● **Required work**
Out of the lines below, please list those that hold the string "mpsc".

┌────────

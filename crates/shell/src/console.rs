//! Line-oriented console driver
//!
//! Reads one command per line and writes one JSON object per line: every
//! published snapshot, plus the outcome of commands that answer.

use daoshell_protocol::{AddressIdentity, SessionSnapshot};
use serde::Serialize;
use thiserror::Error;
use tokio::io::{AsyncBufRead, AsyncBufReadExt, AsyncWrite, AsyncWriteExt};
use tokio::sync::{broadcast, mpsc};
use tracing::{info, warn};

use crate::error::ShellError;
use crate::orchestrator::OrchestratorHandle;

#[derive(Debug, Clone, PartialEq, Eq)]
pub enum ConsoleCommand {
    Open(String),
    Back,
    Account(Option<String>),
    Prefs {
        screen: String,
        data: Option<(String, String)>,
    },
    ClosePrefs,
    Resolve(String),
    RequestIdentity(String),
    Save {
        address: String,
        label: String,
    },
    Cancel,
    ToggleSystemApps,
    State,
    Quit,
}

#[derive(Debug, Error, PartialEq, Eq)]
pub enum ParseError {
    #[error("unknown command: {0}")]
    Unknown(String),

    #[error("usage: {0}")]
    Usage(&'static str),
}

/// Parse one input line. Blank lines and `#` comments yield `None`.
pub fn parse_command(line: &str) -> Result<Option<ConsoleCommand>, ParseError> {
    let line = line.trim();
    if line.is_empty() || line.starts_with('#') {
        return Ok(None);
    }
    let (word, rest) = line.split_once(char::is_whitespace).unwrap_or((line, ""));
    let rest = rest.trim();
    let mut args = rest.split_whitespace();

    let command = match word {
        "open" => ConsoleCommand::Open(
            args.next()
                .ok_or(ParseError::Usage("open <path>"))?
                .to_string(),
        ),
        "back" => ConsoleCommand::Back,
        "account" => match args.next() {
            None => return Err(ParseError::Usage("account <address>|none")),
            Some("none") => ConsoleCommand::Account(None),
            Some(address) => ConsoleCommand::Account(Some(address.to_string())),
        },
        "prefs" => {
            let screen = args
                .next()
                .ok_or(ParseError::Usage("prefs <screen> [key=value]"))?
                .to_string();
            let data = match args.next() {
                None => None,
                Some(pair) => {
                    let (key, value) = pair
                        .split_once('=')
                        .ok_or(ParseError::Usage("prefs <screen> [key=value]"))?;
                    Some((key.to_string(), value.to_string()))
                }
            };
            ConsoleCommand::Prefs { screen, data }
        }
        "close-prefs" => ConsoleCommand::ClosePrefs,
        "resolve" => ConsoleCommand::Resolve(
            args.next()
                .ok_or(ParseError::Usage("resolve <address>"))?
                .to_string(),
        ),
        "request-identity" => ConsoleCommand::RequestIdentity(
            args.next()
                .ok_or(ParseError::Usage("request-identity <address>"))?
                .to_string(),
        ),
        "save" => {
            let (address, label) = rest
                .split_once(char::is_whitespace)
                .map(|(address, label)| (address, label.trim()))
                .filter(|(_, label)| !label.is_empty())
                .ok_or(ParseError::Usage("save <address> <label>"))?;
            ConsoleCommand::Save {
                address: address.to_string(),
                label: label.to_string(),
            }
        }
        "cancel" => ConsoleCommand::Cancel,
        "toggle-system-apps" => ConsoleCommand::ToggleSystemApps,
        "state" => ConsoleCommand::State,
        "quit" | "exit" => ConsoleCommand::Quit,
        other => return Err(ParseError::Unknown(other.to_string())),
    };
    Ok(Some(command))
}

/// One line of console output
#[derive(Debug, Serialize)]
#[serde(tag = "type", rename_all = "snake_case")]
enum ConsoleOutput {
    Snapshot {
        snapshot: serde_json::Value,
    },
    Identity {
        address: String,
        identity: Option<AddressIdentity>,
    },
    Done {
        command: &'static str,
    },
    Error {
        command: &'static str,
        message: String,
    },
}

impl ConsoleOutput {
    fn snapshot(snapshot: &SessionSnapshot) -> serde_json::Result<Self> {
        Ok(ConsoleOutput::Snapshot {
            snapshot: serde_json::to_value(snapshot)?,
        })
    }

    fn outcome(command: &'static str, result: Result<(), ShellError>) -> Self {
        match result {
            Ok(()) => ConsoleOutput::Done { command },
            Err(e) => ConsoleOutput::Error {
                command,
                message: e.to_string(),
            },
        }
    }
}

/// How the console loop ended
#[derive(Debug, Clone, PartialEq, Eq)]
pub enum ConsoleExit {
    Quit,
    EndOfInput,
    Fatal(String),
}

/// Drive the orchestrator from `input` until quit, end of input, or a fatal
/// snapshot.
pub async fn run<R, W>(
    handle: OrchestratorHandle,
    input: R,
    mut output: W,
) -> anyhow::Result<ConsoleExit>
where
    R: AsyncBufRead + Unpin,
    W: AsyncWrite + Unpin,
{
    let mut lines = input.lines();
    let mut updates = handle.subscribe();
    let (reply_tx, mut reply_rx) = mpsc::unbounded_channel();

    write_line(&mut output, &ConsoleOutput::snapshot(&handle.snapshot())?).await?;

    loop {
        // Snapshots already published are written before the next line is read.
        tokio::select! {
            biased;
            update = updates.recv() => match update {
                Ok(snapshot) => {
                    write_line(&mut output, &ConsoleOutput::snapshot(&snapshot)?).await?;
                    if let Some(fatal) = &snapshot.fatal_error {
                        return Ok(ConsoleExit::Fatal(fatal.clone()));
                    }
                }
                Err(broadcast::error::RecvError::Lagged(skipped)) => {
                    warn!(
                        component = "console",
                        event = "console.lagged",
                        skipped,
                    );
                    write_line(&mut output, &ConsoleOutput::snapshot(&handle.snapshot())?).await?;
                }
                Err(broadcast::error::RecvError::Closed) => return Ok(ConsoleExit::EndOfInput),
            },

            Some(reply) = reply_rx.recv() => {
                write_line(&mut output, &reply).await?;
            }

            line = lines.next_line() => {
                let Some(line) = line? else {
                    return Ok(ConsoleExit::EndOfInput);
                };
                let command = match parse_command(&line) {
                    Ok(Some(command)) => command,
                    Ok(None) => continue,
                    Err(e) => {
                        write_line(&mut output, &ConsoleOutput::Error {
                            command: "parse",
                            message: e.to_string(),
                        }).await?;
                        continue;
                    }
                };
                info!(
                    component = "console",
                    event = "console.command",
                    command = ?command,
                );
                match command {
                    ConsoleCommand::Quit => return Ok(ConsoleExit::Quit),
                    ConsoleCommand::State => {
                        let line = match handle.state().await {
                            Ok(snapshot) => ConsoleOutput::snapshot(&snapshot)?,
                            Err(e) => ConsoleOutput::outcome("state", Err(e)),
                        };
                        write_line(&mut output, &line).await?;
                    }
                    other => dispatch(&handle, other, &reply_tx).await,
                }
            }
        }
    }
}

/// Send a command to the orchestrator. Commands that wait on the client
/// answer through `replies` from their own task.
async fn dispatch(
    handle: &OrchestratorHandle,
    command: ConsoleCommand,
    replies: &mpsc::UnboundedSender<ConsoleOutput>,
) {
    let result = match command {
        ConsoleCommand::Open(path) => handle.navigate(path).await,
        ConsoleCommand::Back => handle.navigate_back().await,
        ConsoleCommand::Account(account) => handle.set_wallet_account(account).await,
        ConsoleCommand::Prefs { screen, data } => handle.open_preferences(screen, data).await,
        ConsoleCommand::ClosePrefs => handle.close_preferences().await,
        ConsoleCommand::Cancel => handle.cancel_identity().await,
        ConsoleCommand::ToggleSystemApps => handle.toggle_system_apps().await,

        ConsoleCommand::Resolve(address) => {
            let handle = handle.clone();
            let replies = replies.clone();
            tokio::spawn(async move {
                let reply = match handle.resolve_identity(&address).await {
                    Ok(identity) => ConsoleOutput::Identity { address, identity },
                    Err(e) => ConsoleOutput::outcome("resolve", Err(e)),
                };
                let _ = replies.send(reply);
            });
            return;
        }
        ConsoleCommand::RequestIdentity(address) => {
            let handle = handle.clone();
            let replies = replies.clone();
            tokio::spawn(async move {
                let result = handle.request_identity_modification(&address).await;
                let _ = replies.send(ConsoleOutput::outcome("request-identity", result));
            });
            return;
        }
        ConsoleCommand::Save { address, label } => {
            let handle = handle.clone();
            let replies = replies.clone();
            tokio::spawn(async move {
                let result = handle.save_identity(address, label).await;
                let _ = replies.send(ConsoleOutput::outcome("save", result));
            });
            return;
        }

        ConsoleCommand::State | ConsoleCommand::Quit => return,
    };

    if let Err(e) = result {
        let _ = replies.send(ConsoleOutput::outcome("command", Err(e)));
    }
}

async fn write_line<W: AsyncWrite + Unpin>(
    output: &mut W,
    line: &ConsoleOutput,
) -> anyhow::Result<()> {
    let mut bytes = serde_json::to_vec(line)?;
    bytes.push(b'\n');
    output.write_all(&bytes).await?;
    output.flush().await?;
    Ok(())
}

└────────

● **Result for this task**
use tokio::sync::{broadcast, mpsc};
    let (reply_tx, mut reply_rx) = mpsc::unbounded_channel();
    replies: &mpsc::UnboundedSender<ConsoleOutput>,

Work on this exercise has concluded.